AIM OF THE TASK: What is needed is an exact repeat of the lines from the line containing "pub struct GrantPermissionRequest" through the final line of the entries below, and nothing else.

SOURCE DATA:
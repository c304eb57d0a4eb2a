use serde::{Deserialize, Serialize};
use strum_macros::Display;

/// Media a participant is allowed to publish into a session
#[derive(Debug, Clone, Copy, PartialEq, Eq, Hash, Serialize, Deserialize, Display)]
#[serde(rename_all = "UPPERCASE")]
#[strum(serialize_all = "UPPERCASE")]
pub enum Permission {
    Audio,
    Video,
}

/// Builds the publish permission set for a participant.
/// Order is always AUDIO then VIDEO; an empty set is valid.
pub fn permissions_for(audio: bool, video: bool) -> Vec<Permission> {
    let mut permissions = Vec::new();
    if audio {
        permissions.push(Permission::Audio);
    }
    if video {
        permissions.push(Permission::Video);
    }
    permissions
}

/// A participant freshly created on the platform along with its join token
#[derive(Debug, Clone, PartialEq)]
pub struct CreatedParticipant {
    pub participant_id: String,
    pub token: String,
}
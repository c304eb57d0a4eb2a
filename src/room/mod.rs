// Public API - what other modules can use
pub use models::{RoomModel, RoomStatus};
pub use repository::{EndRoomResult, InMemoryRoomRepository, RoomRepository};
pub use service::{session_tag, RoomRegistry};

// Internal modules
pub mod models;
pub mod repository;
mod service;
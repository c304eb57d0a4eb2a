use axum::{
    http::StatusCode,
    response::{IntoResponse, Response},
    Json,
};
use serde_json::json;
use std::sync::Arc;
use thiserror::Error;

use crate::call::TagGenerator;
use crate::room::{RoomRegistry, RoomRepository};
use crate::rtc::{RtcError, RtcPlatform};

/// Shared application state containing all dependencies
#[derive(Clone)]
pub struct AppState {
    pub room_registry: Arc<RoomRegistry>,
    pub rtc_platform: Arc<dyn RtcPlatform>,
    pub tag_generator: Arc<dyn TagGenerator>,
}

impl AppState {
    pub fn new(
        room_repository: Arc<dyn RoomRepository + Send + Sync>,
        rtc_platform: Arc<dyn RtcPlatform>,
        tag_generator: Arc<dyn TagGenerator>,
    ) -> Self {
        let room_registry = Arc::new(RoomRegistry::new(room_repository, rtc_platform.clone()));

        Self {
            room_registry,
            rtc_platform,
            tag_generator,
        }
    }
}

#[derive(Error, Debug)]
pub enum AppError {
    #[error("Upstream error: {0}")]
    Upstream(#[from] RtcError),

    #[error("Not found: {0}")]
    NotFound(String),

    #[error("Conflict: {0}")]
    Conflict(String),

    #[error("Validation error: {0}")]
    Validation(String),

    #[error("Configuration error: {0}")]
    Config(String),

    #[error("Internal error: {0}")]
    Internal(String),
}

/// Failure returned to HTTP callers.
///
/// Carries only a caller-safe message; the underlying error is logged where
/// the failure is produced.
#[derive(Debug)]
pub struct ApiFailure {
    pub status: StatusCode,
    pub message: String,
}

impl ApiFailure {
    pub fn internal(message: impl Into<String>) -> Self {
        Self {
            status: StatusCode::INTERNAL_SERVER_ERROR,
            message: message.into(),
        }
    }

    pub fn bad_request(message: impl Into<String>) -> Self {
        Self {
            status: StatusCode::BAD_REQUEST,
            message: message.into(),
        }
    }

    /// Maps an error to what the caller sees. Validation problems are echoed
    /// back; anything else collapses to `internal_message`.
    pub fn from_error(error: &AppError, internal_message: &str) -> Self {
        match error {
            AppError::Validation(msg) => Self::bad_request(format!("invalid request body: {}", msg)),
            _ => Self::internal(internal_message),
        }
    }
}

impl IntoResponse for ApiFailure {
    fn into_response(self) -> Response {
        let body = Json(json!({
            "message": self.message
        }));

        (self.status, body).into_response()
    }
}
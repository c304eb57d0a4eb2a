use axum::{
    extract::{rejection::JsonRejection, Query, State},
    http::StatusCode,
    Json,
};
use tracing::{error, info, instrument};

use super::{
    service::CallService,
    types::{
        EndSessionQuery, EndSessionResponse, JoinCallRequest, JoinCallResponse,
        END_FAILED_MESSAGE, JOIN_FAILED_MESSAGE,
    },
};
use crate::shared::{ApiFailure, AppError, AppState};

fn call_service(state: &AppState) -> CallService {
    CallService::new(
        state.room_registry.clone(),
        state.rtc_platform.clone(),
        state.tag_generator.clone(),
    )
}

/// HTTP handler for joining a call
///
/// POST /joinCall
/// Returns a participant token and the room the participant was placed in
#[instrument(name = "join_call", skip(state, payload))]
pub async fn join_call(
    State(state): State<AppState>,
    payload: Result<Json<JoinCallRequest>, JsonRejection>,
) -> Result<Json<JoinCallResponse>, ApiFailure> {
    let Json(request) = payload.map_err(|rejection| {
        let e = AppError::Validation(rejection.body_text());
        info!(error = %e, "Rejected join request");
        ApiFailure::from_error(&e, JOIN_FAILED_MESSAGE)
    })?;
    info!(request = ?request, "About to set up browser client");

    let joined = call_service(&state)
        .join_call(&request)
        .await
        .map_err(|e| {
            error!(error = %e, "Failed to start the browser call");
            ApiFailure::from_error(&e, JOIN_FAILED_MESSAGE)
        })?;

    Ok(Json(JoinCallResponse {
        message: "created participant and set up session".to_string(),
        token: joined.token,
        room: joined.room,
    }))
}

/// HTTP handler for ending a room's session
///
/// GET /endSession?room_name=<name>
#[instrument(name = "end_session", skip(state))]
pub async fn end_session(
    State(state): State<AppState>,
    Query(query): Query<EndSessionQuery>,
) -> Result<Json<EndSessionResponse>, ApiFailure> {
    let room_name = query.room_name.unwrap_or_default();
    info!(room = %room_name, "About to end a session");

    let ended = call_service(&state)
        .end_session(&room_name)
        .await
        .map_err(|e| {
            error!(room = %room_name, error = %e, "Failed to end the room/session");
            ApiFailure::from_error(&e, END_FAILED_MESSAGE)
        })?;

    Ok(Json(EndSessionResponse {
        status: StatusCode::OK.as_u16(),
        message: format!("room/session '{}' deleted", ended.room.name),
        removed: ended.removed,
        failed: ended.failed,
    }))
}
use uuid::Uuid;

/// Trait for generating participant correlation tags.
/// Tags are sent to the platform, so they must never carry personal data.
pub trait TagGenerator: Send + Sync {
    fn generate(&self) -> String;
}

/// Random UUID-based tag generator
pub struct UuidTagGenerator;

impl UuidTagGenerator {
    pub fn new() -> Self {
        Self
    }
}

impl Default for UuidTagGenerator {
    fn default() -> Self {
        Self::new()
    }
}

impl TagGenerator for UuidTagGenerator {
    fn generate(&self) -> String {
        Uuid::new_v4().to_string()
    }
}
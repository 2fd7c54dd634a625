use chrono::{DateTime, Utc};
use serde::{Deserialize, Serialize};
use uuid::Uuid;

/// A patient's grant allowing a doctor to read their consultation history.
#[derive(Debug, Clone, Serialize, Deserialize, sqlx::FromRow)]
#[serde(rename_all = "camelCase")]
pub struct DoctorPermission {
    pub id: Uuid,
    pub doctor_id: Uuid,
    pub patient_id: Uuid,
    pub granted_at: DateTime<Utc>,
    pub expires_at: Option<DateTime<Utc>>,
    pub is_active: bool,
}

impl DoctorPermission {
    pub fn is_effective(&self, now: DateTime<Utc>) -> bool {
        self.is_active && self.expires_at.map_or(true, |exp| exp > now)
    }
}

#[derive(Debug, Clone, Deserialize)]
#[serde(rename_all = "camelCase")]
pub struct GrantPermissionRequest {
    /// External doctor identifier (e.g. `MED-CHU-MEL-0001`).
    pub doctor_id: String,
    pub expires_at: Option<DateTime<Utc>>,
}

WORKED SOLUTION:
pub struct GrantPermissionRequest {
    /// External doctor identifier (e.g. `MED-CHU-MEL-0001`).
    pub doctor_id: String,
    pub expires_at: Option<DateTime<Utc>>,
}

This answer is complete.